Work: Hours and hours of citation analysis for two pages of text in a 200 page book. Library usage project – was it worth the time when there were so many issues with the data.
This is when you’re separating the wheat from the chaff. Figuring out exactly what is helpful and compelling and making something out of it that is visual and easy to comprehend.
Who: Does your Provost want to know? Your library dean? Your department head? The team working on it?
Funding: Will this increase funding or prevent a budget cut?
Independence: Example of ITC tracking help desk ticket requests to prove relevance IF discussions ever open where this is required.
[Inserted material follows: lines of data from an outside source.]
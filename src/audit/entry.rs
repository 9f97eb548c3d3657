//! Audit entry data structures
//!
//! An entry records one change to the catalog: what kind of record changed,
//! its key, and JSON snapshots of the record on either side of the change.
//! Loans reuse the generic operations: checkout creates a loan, renewal
//! updates it, and return deletes it.

use std::fmt;

use chrono::{DateTime, Utc};
use serde::{Deserialize, Serialize};
use serde_json::Value;

/// Kind of change
#[derive(Debug, Clone, Copy, PartialEq, Eq, Serialize, Deserialize)]
#[serde(rename_all = "lowercase")]
pub enum Operation {
    Create,
    Update,
    Delete,
}

impl fmt::Display for Operation {
    fn fmt(&self, f: &mut fmt::Formatter<'_>) -> fmt::Result {
        f.write_str(match self {
            Operation::Create => "CREATE",
            Operation::Update => "UPDATE",
            Operation::Delete => "DELETE",
        })
    }
}

/// Kind of catalog record
#[derive(Debug, Clone, Copy, PartialEq, Eq, Serialize, Deserialize)]
#[serde(rename_all = "lowercase")]
pub enum EntityType {
    Book,
    Copy,
    Borrower,
    Loan,
}

impl fmt::Display for EntityType {
    fn fmt(&self, f: &mut fmt::Formatter<'_>) -> fmt::Result {
        f.write_str(match self {
            EntityType::Book => "Book",
            EntityType::Copy => "Copy",
            EntityType::Borrower => "Borrower",
            EntityType::Loan => "Loan",
        })
    }
}

/// A single audit log line
#[derive(Debug, Clone, Serialize, Deserialize)]
pub struct AuditEntry {
    /// When the change was made (UTC)
    pub timestamp: DateTime<Utc>,

    pub operation: Operation,

    pub entity_type: EntityType,

    /// Call number, "call number #copy", or email
    pub entity_id: String,

    /// Book title or borrower name, when known
    #[serde(default, skip_serializing_if = "Option::is_none")]
    pub entity_name: Option<String>,

    #[serde(default, skip_serializing_if = "Option::is_none")]
    pub before: Option<Value>,

    #[serde(default, skip_serializing_if = "Option::is_none")]
    pub after: Option<Value>,

    /// Field-level summary for updates, e.g. `renewed: false -> true`
    #[serde(default, skip_serializing_if = "Option::is_none")]
    pub diff_summary: Option<String>,
}

fn snapshot<T: Serialize>(value: &T) -> Option<Value> {
    serde_json::to_value(value).ok()
}

impl AuditEntry {
    fn new(
        operation: Operation,
        entity_type: EntityType,
        entity_id: impl Into<String>,
        entity_name: Option<String>,
    ) -> Self {
        Self {
            timestamp: Utc::now(),
            operation,
            entity_type,
            entity_id: entity_id.into(),
            entity_name,
            before: None,
            after: None,
            diff_summary: None,
        }
    }

    /// A record (or loan) came into existence
    pub fn create<T: Serialize>(
        entity_type: EntityType,
        entity_id: impl Into<String>,
        entity_name: Option<String>,
        entity: &T,
    ) -> Self {
        Self {
            after: snapshot(entity),
            ..Self::new(Operation::Create, entity_type, entity_id, entity_name)
        }
    }

    /// A record changed in place
    pub fn update<T: Serialize>(
        entity_type: EntityType,
        entity_id: impl Into<String>,
        entity_name: Option<String>,
        before: &T,
        after: &T,
        diff_summary: Option<String>,
    ) -> Self {
        Self {
            before: snapshot(before),
            after: snapshot(after),
            diff_summary,
            ..Self::new(Operation::Update, entity_type, entity_id, entity_name)
        }
    }

    /// A record (or loan) ended
    pub fn delete<T: Serialize>(
        entity_type: EntityType,
        entity_id: impl Into<String>,
        entity_name: Option<String>,
        entity: &T,
    ) -> Self {
        Self {
            before: snapshot(entity),
            ..Self::new(Operation::Delete, entity_type, entity_id, entity_name)
        }
    }

    /// Library wording for the change: loans read as checkout, renew, return
    pub fn action(&self) -> &'static str {
        match (self.entity_type, self.operation) {
            (EntityType::Loan, Operation::Create) => "CHECKOUT",
            (EntityType::Loan, Operation::Update) => "RENEW",
            (EntityType::Loan, Operation::Delete) => "RETURN",
            (_, Operation::Create) => "ADD",
            (_, Operation::Update) => "UPDATE",
            (_, Operation::Delete) => "REMOVE",
        }
    }

    /// One line per entry, plus a changes line when there is a diff
    pub fn format_human_readable(&self) -> String {
        let mut output = format!(
            "[{}] {:<8} {:<8} {}",
            self.timestamp.format("%Y-%m-%d %H:%M:%S UTC"),
            self.action(),
            self.entity_type,
            self.entity_id
        );

        if let Some(name) = &self.entity_name {
            output.push_str(&format!(" ({})", name));
        }
        if let Some(diff) = &self.diff_summary {
            output.push_str(&format!("\n  Changes: {}", diff));
        }

        output
    }
}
1-5 depends on staffing. If you only have staffing to concentrate on one, then concentrate on one.
Effective visualization: Important to try to draw what you want or could foresee, otherwise it’s very hard to put something together or think about it.
Visualization tools: Excel or Tableau? How complicated?
Time: Carve out X hours a week to think about your analytics strategy. How will you pull these pieces together? What have you tracked that you haven’t analyzed? What aren’t you tracking that you need to track?